---------- The records

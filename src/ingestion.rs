//! # Ingestion
//!
//! Entry points for getting inventory into and out of the fridge: resolving a
//! scanned barcode against the catalog, confirming an add with the item's
//! catalog defaults, and consuming a recipe's worth of ingredients when it is
//! cooked.

use log::info;
use rusqlite::Connection;

use crate::catalog::{self, Item};
use crate::error::CoreError;
use crate::fridge;

/// Resolve a scanned barcode number to its catalog item
///
/// Fails with [`CoreError::NotFound`] for an unknown barcode, so callers can
/// distinguish "unknown product" from a valid scan.
pub fn record_scan(conn: &Connection, item_id: i64) -> Result<Item, CoreError> {
    info!("Resolving scanned barcode {item_id}");
    catalog::get_item(conn, item_id)
}

/// Add a scanned item to the fridge using its catalog defaults
///
/// Called after the user confirms a scan. Quantity and shelf life come from
/// the catalog entry; repeated confirmations top up the same fridge row.
pub fn confirm_add(conn: &Connection, item_id: i64) -> Result<(), CoreError> {
    let item = catalog::get_item(conn, item_id)?;

    info!(
        "Confirmed add of item {} ({}): qty {}, shelf life {} days",
        item.item_id, item.name, item.default_qty, item.shelf_life_days
    );

    fridge::add(conn, item.item_id, &item.name, item.default_qty, item.shelf_life_days)
}

/// Consume every ingredient of a recipe from the fridge
///
/// All consumptions commit in a single transaction: a failure partway rolls
/// the whole cook back. Ingredients missing from the fridge follow the
/// store's consume semantics and are skipped silently.
pub fn cook_recipe(conn: &Connection, recipe_id: i64) -> Result<(), CoreError> {
    let recipe = catalog::get_recipe(conn, recipe_id)?;

    info!(
        "Cooking recipe {} ({}): consuming {} ingredients",
        recipe.recipe_id,
        recipe.name,
        recipe.ingredients.len()
    );

    let tx = conn.unchecked_transaction()?;
    for &(item_id, required_qty) in &recipe.ingredients {
        fridge::consume_within(&tx, item_id, required_qty)?;
    }
    tx.commit()?;

    Ok(())
}

#[cfg(test)]
mod tests {
    use super::*;
    use crate::catalog::Recipe;
    use anyhow::Result;
    use tempfile::NamedTempFile;

    fn setup_test_db() -> Result<(Connection, NamedTempFile)> {
        let temp_file = NamedTempFile::new()?;
        let conn = Connection::open(temp_file.path())?;
        crate::db::init_database_schema(&conn)?;
        Ok((conn, temp_file))
    }

    fn provision_milk(conn: &Connection) -> Result<()> {
        catalog::put_item(
            conn,
            &Item {
                item_id: 42,
                name: "Milk".to_string(),
                default_qty: 1,
                shelf_life_days: 7,
            },
        )?;
        Ok(())
    }

    #[test]
    fn test_record_scan_known_barcode() -> Result<()> {
        let (conn, _temp_file) = setup_test_db()?;
        provision_milk(&conn)?;

        let item = record_scan(&conn, 42)?;
        assert_eq!(item.name, "Milk");

        Ok(())
    }

    #[test]
    fn test_record_scan_unknown_barcode() -> Result<()> {
        let (conn, _temp_file) = setup_test_db()?;

        let err = record_scan(&conn, 123456).unwrap_err();
        assert!(matches!(err, CoreError::NotFound(_)));

        Ok(())
    }

    #[test]
    fn test_confirm_add_uses_catalog_defaults() -> Result<()> {
        let (conn, _temp_file) = setup_test_db()?;
        provision_milk(&conn)?;

        confirm_add(&conn, 42)?;

        let entries = fridge::get_all(&conn)?;
        assert_eq!(entries.len(), 1);
        assert_eq!(entries[0].quantity, 1);
        assert_eq!(entries[0].shelf_life_days, 7);
        assert_eq!(entries[0].name, "Milk");

        Ok(())
    }

    #[test]
    fn test_confirm_add_unknown_item_is_not_found() -> Result<()> {
        let (conn, _temp_file) = setup_test_db()?;

        let err = confirm_add(&conn, 42).unwrap_err();
        assert!(matches!(err, CoreError::NotFound(_)));
        assert!(fridge::get_all(&conn)?.is_empty());

        Ok(())
    }

    #[test]
    fn test_cook_recipe_consumes_each_ingredient() -> Result<()> {
        let (conn, _temp_file) = setup_test_db()?;

        catalog::put_recipe(
            &conn,
            &Recipe {
                recipe_id: 1,
                name: "Pancakes".to_string(),
                ingredients: vec![(42, 1), (7, 2)],
                instructions: vec![],
                image: None,
            },
        )?;
        fridge::add(&conn, 42, "Milk", 3, 7)?;
        fridge::add(&conn, 7, "Flour", 2, 90)?;

        cook_recipe(&conn, 1)?;

        let entries = fridge::get_all(&conn)?;
        // Flour hit zero and was deleted; milk was decremented in place
        assert_eq!(entries.len(), 1);
        assert_eq!(entries[0].item_id, 42);
        assert_eq!(entries[0].quantity, 2);

        Ok(())
    }

    #[test]
    fn test_cook_recipe_skips_missing_ingredients() -> Result<()> {
        let (conn, _temp_file) = setup_test_db()?;

        catalog::put_recipe(
            &conn,
            &Recipe {
                recipe_id: 1,
                name: "Pancakes".to_string(),
                ingredients: vec![(42, 1), (7, 2)],
                instructions: vec![],
                image: None,
            },
        )?;
        fridge::add(&conn, 42, "Milk", 3, 7)?;

        // Item 7 is not in the fridge; the cook still succeeds
        cook_recipe(&conn, 1)?;

        let entries = fridge::get_all(&conn)?;
        assert_eq!(entries.len(), 1);
        assert_eq!(entries[0].quantity, 2);

        Ok(())
    }

    #[test]
    fn test_cook_unknown_recipe_is_not_found() -> Result<()> {
        let (conn, _temp_file) = setup_test_db()?;

        fridge::add(&conn, 42, "Milk", 3, 7)?;
        let err = cook_recipe(&conn, 99).unwrap_err();
        assert!(matches!(err, CoreError::NotFound(_)));

        // Nothing was consumed
        assert_eq!(fridge::get_all(&conn)?[0].quantity, 3);

        Ok(())
    }
}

--------------------

§ **Try it**: Give the material again, complete and unaltered.

§ **Task result**:
filename src/ingestion.rs
//! # Ingestion
//!
//! Entry points for getting inventory into and out of the fridge: resolving a
//! scanned barcode against the catalog, confirming an add with the item's
//! catalog defaults, and consuming a recipe's worth of ingredients when it is
//! cooked.

use log::info;
use rusqlite::Connection;

use crate::catalog::{self, Item};
use crate::error::CoreError;
use crate::fridge;

/// Resolve a scanned barcode number to its catalog item
///
/// Fails with [`CoreError::NotFound`] for an unknown barcode, so callers can
/// distinguish "unknown product" from a valid scan.
pub fn record_scan(conn: &Connection, item_id: i64) -> Result<Item, CoreError> {
    info!("Resolving scanned barcode {item_id}");
    catalog::get_item(conn, item_id)
}

/// Add a scanned item to the fridge using its catalog defaults
///
/// Called after the user confirms a scan. Quantity and shelf life come from
/// the catalog entry; repeated confirmations top up the same fridge row.
pub fn confirm_add(conn: &Connection, item_id: i64) -> Result<(), CoreError> {
    let item = catalog::get_item(conn, item_id)?;

    info!(
        "Confirmed add of item {} ({}): qty {}, shelf life {} days",
        item.item_id, item.name, item.default_qty, item.shelf_life_days
    );

    fridge::add(conn, item.item_id, &item.name, item.default_qty, item.shelf_life_days)
}

/// Consume every ingredient of a recipe from the fridge
///
/// All consumptions commit in a single transaction: a failure partway rolls
/// the whole cook back. Ingredients missing from the fridge follow the
/// store's consume semantics and are skipped silently.
pub fn cook_recipe(conn: &Connection, recipe_id: i64) -> Result<(), CoreError> {
    let recipe = catalog::get_recipe(conn, recipe_id)?;

    info!(
        "Cooking recipe {} ({}): consuming {} ingredients",
        recipe.recipe_id,
        recipe.name,
        recipe.ingredients.len()
    );

    let tx = conn.unchecked_transaction()?;
    for &(item_id, required_qty) in &recipe.ingredients {
        fridge::consume_within(&tx, item_id, required_qty)?;
    }
    tx.commit()?;

    Ok(())
}

#[cfg(test)]
mod tests {
    use super::*;
    use crate::catalog::Recipe;
    use anyhow::Result;
    use tempfile::NamedTempFile;

    fn setup_test_db() -> Result<(Connection, NamedTempFile)> {
        let temp_file = NamedTempFile::new()?;
        let conn = Connection::open(temp_file.path())?;
        crate::db::init_database_schema(&conn)?;
        Ok((conn, temp_file))
    }

    fn provision_milk(conn: &Connection) -> Result<()> {
        catalog::put_item(
            conn,
            &Item {
                item_id: 42,
                name: "Milk".to_string(),
                default_qty: 1,
                shelf_life_days: 7,
            },
        )?;
        Ok(())
    }

    #[test]
    fn test_record_scan_known_barcode() -> Result<()> {
        let (conn, _temp_file) = setup_test_db()?;
        provision_milk(&conn)?;

        let item = record_scan(&conn, 42)?;
        assert_eq!(item.name, "Milk");

        Ok(())
    }

    #[test]
    fn test_record_scan_unknown_barcode() -> Result<()> {
        let (conn, _temp_file) = setup_test_db()?;

        let err = record_scan(&conn, 123456).unwrap_err();
        assert!(matches!(err, CoreError::NotFound(_)));

        Ok(())
    }

    #[test]
    fn test_confirm_add_uses_catalog_defaults() -> Result<()> {
        let (conn, _temp_file) = setup_test_db()?;
        provision_milk(&conn)?;

        confirm_add(&conn, 42)?;

        let entries = fridge::get_all(&conn)?;
        assert_eq!(entries.len(), 1);
        assert_eq!(entries[0].quantity, 1);
        assert_eq!(entries[0].shelf_life_days, 7);
        assert_eq!(entries[0].name, "Milk");

        Ok(())
    }

    #[test]
    fn test_confirm_add_unknown_item_is_not_found() -> Result<()> {
        let (conn, _temp_file) = setup_test_db()?;

        let err = confirm_add(&conn, 42).unwrap_err();
        assert!(matches!(err, CoreError::NotFound(_)));
        assert!(fridge::get_all(&conn)?.is_empty());

        Ok(())
    }

    #[test]
    fn test_cook_recipe_consumes_each_ingredient() -> Result<()> {
        let (conn, _temp_file) = setup_test_db()?;

        catalog::put_recipe(
            &conn,
            &Recipe {
                recipe_id: 1,
                name: "Pancakes".to_string(),
                ingredients: vec![(42, 1), (7, 2)],
                instructions: vec![],
                image: None,
            },
        )?;
        fridge::add(&conn, 42, "Milk", 3, 7)?;
        fridge::add(&conn, 7, "Flour", 2, 90)?;

        cook_recipe(&conn, 1)?;

        let entries = fridge::get_all(&conn)?;
        // Flour hit zero and was deleted; milk was decremented in place
        assert_eq!(entries.len(), 1);
        assert_eq!(entries[0].item_id, 42);
        assert_eq!(entries[0].quantity, 2);

        Ok(())
    }

    #[test]
    fn test_cook_recipe_skips_missing_ingredients() -> Result<()> {
        let (conn, _temp_file) = setup_test_db()?;

        catalog::put_recipe(
            &conn,
            &Recipe {
                recipe_id: 1,
                name: "Pancakes".to_string(),
                ingredients: vec![(42, 1), (7, 2)],
                instructions: vec![],
                image: None,
            },
        )?;
        fridge::add(&conn, 42, "Milk", 3, 7)?;

        // Item 7 is not in the fridge; the cook still succeeds
        cook_recipe(&conn, 1)?;

        let entries = fridge::get_all(&conn)?;
        assert_eq!(entries.len(), 1);
        assert_eq!(entries[0].quantity, 2);

        Ok(())
    }

    #[test]
    fn test_cook_unknown_recipe_is_not_found() -> Result<()> {
        let (conn, _temp_file) = setup_test_db()?;

        fridge::add(&conn, 42, "Milk", 3, 7)?;
        let err = cook_recipe(&conn, 99).unwrap_err();
        assert!(matches!(err, CoreError::NotFound(_)));

        // Nothing was consumed
        assert_eq!(fridge::get_all(&conn)?[0].quantity, 3);

        Ok(())
    }
}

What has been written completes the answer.